Conidiobolus lamprauges is a pathogen zygomycetes fungi of humans and animals, responsible for conidiobolomycosis, which is characterized by a severe granulomatous chronic rhinosinusitis. The ability to adapt and grow at high temperatures is suggested as an attribute of virulence in fungi that infect animals and humans, however regarding C. lamprauges little information is available about this aspect. This paper aims to identify differential expression genes in C. lamprauges grown at 30°C and 37°C through the technique of Representational Difference Analysis (RDA).
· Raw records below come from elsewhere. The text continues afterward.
#[derive(Debug, Default)]
struct FakeProgram {
    shaders: Vec<u32>,
    linked: Option<Reflection>,
    uniform_values: BTreeMap<i32, UniformValue>,
}

#[derive(Debug, Clone)]
struct Reflection {
    attributes: Vec<ActiveVariable>,
    uniforms: Vec<ActiveVariable>,
}

#[derive(Debug)]
enum FakeObject {
    Buffer(Vec<u8>),
    Texture(FakeTexture),
    Renderbuffer(Option<RenderbufferFormat>),
    Framebuffer(FakeFramebuffer),
    Shader(FakeShader),
    Program(FakeProgram),
}

#[derive(Debug)]
pub struct FakeDriver {
    objects: BTreeMap<u32, FakeObject>,
    next_name: u32,
    array_buffer: Option<u32>,
    index_buffer: Option<u32>,
    texture_units: BTreeMap<u32, u32>,
    draw_framebuffer: Option<u32>,
    read_framebuffer: Option<u32>,
    program: Option<u32>,
    forced_status: Option<FramebufferStatus>,
    failing_deletes: BTreeSet<u32>,
    commands: Vec<FakeCommand>,
}

impl Default for FakeDriver {
    fn default() -> Self {
        Self::new()
    }
}
impl<D: Driver> Context<D> {
    /// Allocate `indices` indices wide enough to address every element of
    /// `array`. The new buffer is left bound to the index target.
    pub fn index_buffer_allocate(
        &mut self,
        array: &ArrayBuffer,
        indices: u64,
        usage: UsageHint,
    ) -> Result<IndexBuffer, CreateIndexBufferError> {
        self.check_live(array)?;
        let ty = IndexType::for_element_count(array.element_count());
        self.index_buffer_allocate_type(ty, indices, usage)
    }

    pub fn index_buffer_allocate_type(
        &mut self,
        ty: IndexType,
        indices: u64,
        usage: UsageHint,
    ) -> Result<IndexBuffer, CreateIndexBufferError> {
        if indices == 0 {
            return Err(CreateIndexBufferError::ZeroIndices);
        }
        let size = indices
            .checked_mul(ty.size_bytes())
            .ok_or(CreateIndexBufferError::TooLarge { indices, ty })?;
        let handle = self.allocate_buffer(
            ResourceKind::IndexBuffer,
            BufferTarget::Index,
            size,
            usage,
        )?;
        Ok(IndexBuffer {
            handle,
            ty,
            indices,
            usage,
        })
    }

    pub fn index_buffer_bind(&mut self, buffer: &IndexBuffer) -> Result<(), BindError> {
        let raw = buffer.handle.raw();
        self.bind_target(BindingTarget::IndexBuffer, buffer.handle, |driver| {
            driver.bind_buffer(BufferTarget::Index, Some(raw))
        })
    }

    pub fn index_buffer_unbind(&mut self) -> Result<(), DriverError> {
        self.unbind_target(BindingTarget::IndexBuffer, |driver| {
            driver.bind_buffer(BufferTarget::Index, None)
        })
    }

    pub fn index_buffer_is_bound(&self, buffer: &IndexBuffer) -> Result<bool, HandleError> {
        self.target_is_bound(BindingTarget::IndexBuffer, buffer.handle)
    }

    pub fn index_buffer_any_bound(&self) -> bool {
        self.bindings.any_bound(BindingTarget::IndexBuffer)
    }

    pub fn index_buffer_delete(&mut self, buffer: &IndexBuffer) -> Result<(), BufferError> {
        self.delete_buffer(buffer.handle)
    }

    pub fn index_buffer_update(
        &mut self,
        data: &IndexBufferWritableData<'_>,
    ) -> Result<(), BufferError> {
        self.update_buffer(
            data.buffer.handle,
            BufferTarget::Index,
            data.target_offset(),
            &data.bytes(),
            data.buffer.size_bytes(),
        )
    }

    pub fn index_buffer_map_read<'a>(
        &'a mut self,
        buffer: &'a IndexBuffer,
    ) -> Result<IndexBufferReadableMap<'a>, BufferError> {
        let bytes = self.map_buffer(
            buffer.handle,
            BufferTarget::Index,
            buffer.size_bytes(),
            MapAccess::Read,
        )?;
        Ok(IndexBufferReadableMap {
            buffer,
            bytes: &*bytes,
        })
    }

    pub fn index_buffer_map_write<'a>(
        &'a mut self,
        buffer: &'a IndexBuffer,
    ) -> Result<IndexBufferWritableMap<'a>, BufferError> {
        let bytes = self.map_buffer(
            buffer.handle,
            BufferTarget::Index,
            buffer.size_bytes(),
            MapAccess::Write,
        )?;
        Ok(IndexBufferWritableMap {
            buffer,
            cells: Cell::from_mut(bytes).as_slice_of_cells(),
        })
    }

    pub fn index_buffer_unmap(&mut self, buffer: &IndexBuffer) -> Result<(), BufferError> {
        self.unmap_buffer(buffer.handle, BufferTarget::Index)
    }
}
After the analysis and sequencing of a set of 120cDNAs, it was identified enolase, a glycolytic enzyme, differentially expressed at 37°C. This gene performs functions related to pathogenicity during host-pathogen interaction process in several pathogenic microorganisms. showing a potential involvement in host-pathogen relationship, and virulence in C. lamprauges.